▼▼▼

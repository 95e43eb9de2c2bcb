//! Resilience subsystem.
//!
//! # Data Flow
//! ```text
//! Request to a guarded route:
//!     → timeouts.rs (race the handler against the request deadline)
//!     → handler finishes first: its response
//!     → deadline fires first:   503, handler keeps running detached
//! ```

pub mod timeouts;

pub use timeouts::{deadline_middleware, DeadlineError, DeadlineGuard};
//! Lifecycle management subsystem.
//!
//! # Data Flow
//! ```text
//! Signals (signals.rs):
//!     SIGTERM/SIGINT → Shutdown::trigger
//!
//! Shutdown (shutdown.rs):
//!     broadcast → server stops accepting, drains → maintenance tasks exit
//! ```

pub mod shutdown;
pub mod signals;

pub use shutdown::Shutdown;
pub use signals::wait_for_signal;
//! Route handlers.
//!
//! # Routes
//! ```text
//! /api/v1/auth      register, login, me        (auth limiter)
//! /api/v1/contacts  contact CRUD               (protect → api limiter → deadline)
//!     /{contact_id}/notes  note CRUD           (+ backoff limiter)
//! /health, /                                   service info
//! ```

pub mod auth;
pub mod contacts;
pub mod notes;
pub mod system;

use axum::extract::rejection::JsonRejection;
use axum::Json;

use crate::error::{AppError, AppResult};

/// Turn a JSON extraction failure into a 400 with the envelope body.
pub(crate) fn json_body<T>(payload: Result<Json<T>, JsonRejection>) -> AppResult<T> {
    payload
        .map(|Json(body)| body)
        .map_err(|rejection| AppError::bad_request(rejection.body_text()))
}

▲▲▲

> **Directions for this task**
Print out the records exactly as they were entered.

> **Answer to the exercise**
repository 95e43eb9de2c2bcb
//! Resilience subsystem.
//!
//! # Data Flow
//! ```text
//! Request to a guarded route:
//!     → timeouts.rs (race the handler against the request deadline)
//!     → handler finishes first: its response
//!     → deadline fires first:   503, handler keeps running detached
//! ```

pub mod timeouts;

pub use timeouts::{deadline_middleware, DeadlineError, DeadlineGuard};
//! Lifecycle management subsystem.
//!
//! # Data Flow
//! ```text
//! Signals (signals.rs):
//!     SIGTERM/SIGINT → Shutdown::trigger
//!
//! Shutdown (shutdown.rs):
//!     broadcast → server stops accepting, drains → maintenance tasks exit
//! ```

pub mod shutdown;
pub mod signals;

pub use shutdown::Shutdown;
pub use signals::wait_for_signal;
//! Route handlers.
//!
//! # Routes
//! ```text
//! /api/v1/auth      register, login, me        (auth limiter)
//! /api/v1/contacts  contact CRUD               (protect → api limiter → deadline)
//!     /{contact_id}/notes  note CRUD           (+ backoff limiter)
//! /health, /                                   service info
//! ```

pub mod auth;
pub mod contacts;
pub mod notes;
pub mod system;

use axum::extract::rejection::JsonRejection;
use axum::Json;

use crate::error::{AppError, AppResult};

/// Turn a JSON extraction failure into a 400 with the envelope body.
pub(crate) fn json_body<T>(payload: Result<Json<T>, JsonRejection>) -> AppResult<T> {
    payload
        .map(|Json(body)| body)
        .map_err(|rejection| AppError::bad_request(rejection.body_text()))
}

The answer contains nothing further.